Hidayet güneşini söndürme azimlilerinin başında Ebû Cehil geliyordu. Bu azılı müşrik, her türlü düşmanca planların yanında ve başında idi. Beraberinde Utbe bin Rebia ve Ümeyye bin Halef gibi iki meşhur İslam düşmanı da bulunuyordu. Konuşan yine Ebû Cehil’di. Cehaletin, şirk ve zulmün babası Ebû Cehil şöyle dedi:
“Bu adam, birliğimizi parçaladı. Ümidimizi suya düşürdü. Ölenlerimizi dalalette olmakla suçladı. İlahlarımızı kınayıp tahkir etti…”

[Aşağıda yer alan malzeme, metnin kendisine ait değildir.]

use anyhow::{Context, Result, anyhow};
use clap::Parser;
use eclasspath_core::{
    ContainerMapping, DEFAULT_DESCRIPTOR, FileSet, PathMappingRule, ResolveConfig,
};
use log::{debug, info, trace};
use path_clean::clean;
use serde::Deserialize;
use std::{
    env, fs,
    path::{Path, PathBuf},
};

use crate::types::OutputFormat;

#[derive(Debug, Clone, Parser)]
#[command(name = "resolve")]
#[command(about = "Resolve an Eclipse .classpath descriptor into an ordered classpath")]
pub struct Config {
    /// Directory holding the descriptor (defaults to the current directory)
    #[arg(long)]
    pub dir: Option<PathBuf>,

    /// Descriptor file name
    #[arg(long, default_value = DEFAULT_DESCRIPTOR)]
    pub file: String,

    /// Identifier the resolved classpath is registered under
    #[arg(long, default_value = "classpath")]
    pub path_id: String,

    /// JSON file with containers, mappings and filesets
    #[arg(long)]
    pub config: Option<PathBuf>,

    /// Map a container to the directory holding its jars
    #[arg(long = "container", value_name = "NAME=DIR", value_parser = parse_container)]
    pub containers: Vec<ContainerMapping>,

    /// Rewrite the first match of PATTERN in relative locations with DIR
    #[arg(long = "mapping", value_name = "PATTERN=DIR", value_parser = parse_mapping)]
    pub mappings: Vec<RawMapping>,

    /// Append files and folders under DIR matching the globs (`!` excludes)
    #[arg(long = "fileset", value_name = "DIR[=GLOB,...]", value_parser = parse_fileset)]
    pub filesets: Vec<FileSet>,

    /// Only look at the immediate children of container directories
    #[arg(long)]
    pub flat: bool,

    /// Output format
    #[arg(long, value_enum, default_value_t = OutputFormat::Path)]
    pub format: OutputFormat,

    /// Log every step of the resolution
    #[arg(short, long)]
    pub verbose: bool,

    #[clap(skip)]
    pub resolve: ResolveConfig,

    /// File sets from the mapping file and the flags, with absolute directories
    #[clap(skip)]
    pub resolved_filesets: Vec<FileSet>,
}

/// Layout of the `--config` JSON file.
#[derive(Debug, Default, Deserialize)]
#[serde(default, deny_unknown_fields)]
pub struct MappingFile {
    pub containers: Vec<ContainerMapping>,
    pub mappings: Vec<RawMapping>,
    pub filesets: Vec<FileSet>,
}

/// An uncompiled path mapping rule.
#[derive(Debug, Clone, PartialEq, Eq, Deserialize)]
pub struct RawMapping {
    pub pattern: String,
    pub path: PathBuf,
}

impl Config {
    /// Resolve the working directory and merge the mapping file with the flags.
    ///
    /// Entries from the mapping file come before entries given as flags.
    /// Relative directories are taken relative to the working directory.
    /// The flag fields are left as parsed, so calling this again rebuilds the
    /// same result.
    pub fn initialize(&mut self) -> Result<()> {
        let dir = if let Some(d) = self.dir.take() {
            debug!("Using provided working directory: {:?}", d);
            d.canonicalize().unwrap_or(d)
        } else {
            debug!("No directory provided, using the current directory");
            env::current_dir().context("Failed to read the current directory")?
        };
        info!("Using working directory: {}", dir.display());

        let file = match &self.config {
            Some(path) => read_mapping_file(&absolutize(&dir, path))?,
            None => MappingFile::default(),
        };

        let mut containers = file.containers;
        containers.extend(self.containers.iter().cloned());
        for container in &mut containers {
            container.path = absolutize(&dir, &container.path);
            debug!("Adding container mapping ({}, {})", container.name, container.path.display());
        }

        let mut mappings = Vec::new();
        for raw in file.mappings.iter().chain(self.mappings.iter()) {
            let target = absolutize(&dir, &raw.path);
            debug!("Adding relative path mapping (pattern {}, {})", raw.pattern, target.display());
            mappings.push(PathMappingRule::new(&raw.pattern, target)?);
        }

        let mut filesets = file.filesets;
        filesets.extend(self.filesets.iter().cloned());
        for set in &mut filesets {
            set.dir = absolutize(&dir, &set.dir);
        }
        debug!("Using {} file sets", filesets.len());

        self.resolve = ResolveConfig {
            working_dir: dir.clone(),
            containers,
            mappings,
            recursive: !self.flat,
            ..Default::default()
        };
        self.resolved_filesets = filesets;
        self.dir = Some(dir);
        Ok(())
    }

    /// Get the working directory, returning an error if not initialized
    pub fn working_dir(&self) -> Result<&PathBuf> {
        self.dir
            .as_ref()
            .ok_or_else(|| anyhow!("Config not initialized - call initialize() first"))
    }
}

fn read_mapping_file(path: &Path) -> Result<MappingFile> {
    debug!("Reading mapping file: {}", path.display());
    let content = fs::read_to_string(path)
        .with_context(|| format!("Failed to read mapping file {}", path.display()))?;
    let file: MappingFile = serde_json::from_str(&content)
        .with_context(|| format!("Failed to parse mapping file {}", path.display()))?;
    trace!(
        "Mapping file has {} containers, {} mappings, {} filesets",
        file.containers.len(),
        file.mappings.len(),
        file.filesets.len()
    );
    Ok(file)
}

fn absolutize(base: &Path, path: &Path) -> PathBuf {
    if path.is_absolute() { path.to_path_buf() } else { clean(base.join(path)) }
}

fn parse_container(s: &str) -> Result<ContainerMapping, String> {
    let (name, dir) =
        s.split_once('=').ok_or_else(|| format!("expected NAME=DIR, got '{}'", s))?;
    if name.is_empty() || dir.is_empty() {
        return Err(format!("expected NAME=DIR, got '{}'", s));
    }
    Ok(ContainerMapping::new(name, dir))
}

// Split on the last '=' since patterns may contain one.
fn parse_mapping(s: &str) -> Result<RawMapping, String> {
    let (pattern, dir) =
        s.rsplit_once('=').ok_or_else(|| format!("expected PATTERN=DIR, got '{}'", s))?;
    if pattern.is_empty() {
        return Err(format!("expected PATTERN=DIR, got '{}'", s));
    }
    Ok(RawMapping { pattern: pattern.to_string(), path: PathBuf::from(dir) })
}

fn parse_fileset(s: &str) -> Result<FileSet, String> {
    let (dir, globs) = match s.split_once('=') {
        Some((dir, globs)) => (dir, globs),
        None => (s, ""),
    };
    if dir.is_empty() {
        return Err(format!("expected DIR[=GLOB,...], got '{}'", s));
    }

    let mut set = FileSet::new(dir);
    for glob in globs.split(',').map(str::trim).filter(|g| !g.is_empty()) {
        set = match glob.strip_prefix('!') {
            Some(excluded) => set.exclude(excluded),
            None => set.include(glob),
        };
    }
    Ok(set)
}

#[cfg(test)]
mod tests {
    use super::*;
    use tempfile::TempDir;

    fn parse(args: &[&str]) -> Config {
        let mut argv = vec!["resolve"];
        argv.extend_from_slice(args);
        Config::try_parse_from(argv).unwrap()
    }

    #[test]
    fn test_defaults() {
        let cfg = parse(&[]);
        assert_eq!(cfg.file, ".classpath");
        assert_eq!(cfg.path_id, "classpath");
        assert_eq!(cfg.format, OutputFormat::Path);
        assert!(!cfg.verbose);
        assert!(!cfg.flat);
    }

    #[test]
    fn test_parse_container_flag() {
        let cfg = parse(&["--container", "JRE_CONTAINER=/jre/lib"]);
        assert_eq!(cfg.containers, vec![ContainerMapping::new("JRE_CONTAINER", "/jre/lib")]);
    }

    #[test]
    fn test_parse_container_rejects_missing_dir() {
        assert!(Config::try_parse_from(["resolve", "--container", "JRE_CONTAINER"]).is_err());
        assert!(Config::try_parse_from(["resolve", "--container", "JRE_CONTAINER="]).is_err());
    }

    #[test]
    fn test_parse_mapping_splits_on_last_equals() {
        let cfg = parse(&["--mapping", "^(?P<a>x)=y=/opt/libs"]);
        assert_eq!(
            cfg.mappings,
            vec![RawMapping { pattern: "^(?P<a>x)=y".to_string(), path: PathBuf::from("/opt/libs") }]
        );
    }

    #[test]
    fn test_parse_fileset_globs() {
        let cfg = parse(&["--fileset", "lib=*.jar, !*-sources.jar", "--fileset", "classes"]);
        assert_eq!(
            cfg.filesets,
            vec![
                FileSet::new("lib").include("*.jar").exclude("*-sources.jar"),
                FileSet::new("classes"),
            ]
        );
    }

    #[test]
    fn test_initialize_merges_file_before_flags() {
        let temp_dir = TempDir::new().unwrap();
        let root = temp_dir.path();
        fs::write(
            root.join("mappings.json"),
            r#"{
  "containers": [{"name": "JRE", "path": "from-file"}],
  "mappings": [{"pattern": "^lib", "path": "/opt/lib"}],
  "filesets": [{"dir": "extra", "includes": ["*.jar"]}]
}"#,
        )
        .unwrap();

        let mut cfg = parse(&[
            "--dir",
            root.to_str().unwrap(),
            "--config",
            "mappings.json",
            "--container",
            "JRE=/from-flag",
            "--mapping",
            "^ext=/opt/ext",
        ]);
        cfg.initialize().unwrap();

        let dir = cfg.working_dir().unwrap().clone();
        assert_eq!(cfg.resolve.working_dir, dir);
        assert_eq!(cfg.resolve.containers.len(), 2);
        assert_eq!(cfg.resolve.containers[0].path, dir.join("from-file"));
        assert_eq!(cfg.resolve.containers[1].path, PathBuf::from("/from-flag"));
        let patterns: Vec<_> = cfg.resolve.mappings.iter().map(|m| m.pattern()).collect();
        assert_eq!(patterns, vec!["^lib", "^ext"]);
        assert_eq!(cfg.resolved_filesets[0].dir, dir.join("extra"));
        assert!(cfg.resolve.recursive);
    }

    #[test]
    fn test_initialize_twice_gives_the_same_result() {
        let temp_dir = TempDir::new().unwrap();
        let mut cfg = parse(&[
            "--dir",
            temp_dir.path().to_str().unwrap(),
            "--container",
            "JRE=jre",
            "--fileset",
            "lib=*.jar",
        ]);
        cfg.initialize().unwrap();
        let containers = cfg.resolve.containers.clone();
        let filesets = cfg.resolved_filesets.clone();

        cfg.initialize().unwrap();
        assert_eq!(cfg.resolve.containers, containers);
        assert_eq!(cfg.resolved_filesets, filesets);
        assert_eq!(cfg.containers, vec![ContainerMapping::new("JRE", "jre")]);
        assert_eq!(cfg.filesets, vec![FileSet::new("lib").include("*.jar")]);
    }

    #[test]
    fn test_initialize_rejects_invalid_pattern() {
        let temp_dir = TempDir::new().unwrap();
        let mut cfg =
            parse(&["--dir", temp_dir.path().to_str().unwrap(), "--mapping", "(unclosed=/opt"]);
        assert!(cfg.initialize().is_err());
    }

    #[test]
    fn test_initialize_rejects_unknown_mapping_file_keys() {
        let temp_dir = TempDir::new().unwrap();
        fs::write(temp_dir.path().join("bad.json"), r#"{"container": []}"#).unwrap();
        let mut cfg =
            parse(&["--dir", temp_dir.path().to_str().unwrap(), "--config", "bad.json"]);
        assert!(cfg.initialize().is_err());
    }

    #[test]
    fn test_working_dir_requires_initialize() {
        let cfg = parse(&[]);
        assert!(cfg.working_dir().is_err());
    }
}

Etrafındakileri tahrik edici bu sözler aynı zamanda İlahî dava karşısında duyulan can sıkıntısının da bir tezahürüydü.
Kızgın Ümeyye söze karıştı:
“Bu adam gerçekten delidir!” dedi.
Aslında bu ifade de kinle karışık bir acziyet beyanıydı.
Meşhur cinci Dımâd oradan geçerken bu konuşulanları duydu. Ümeyye’nin “Delidir.” demesi onda Muhammed’e (a.s.m.) karşı düşmanlıktan ziyade bir acıma hissi uyandırmıştı. Onun gerçekten deli olduğunu sandı ve mesleğinin zaten böylelerini iyileştirmek olduğunu düşündü. Hem Muhammed (a.s.m.) onun eski bir dostuydu; onu bu dertten kurtarmak en azından bir vefa borcu sayılırdı.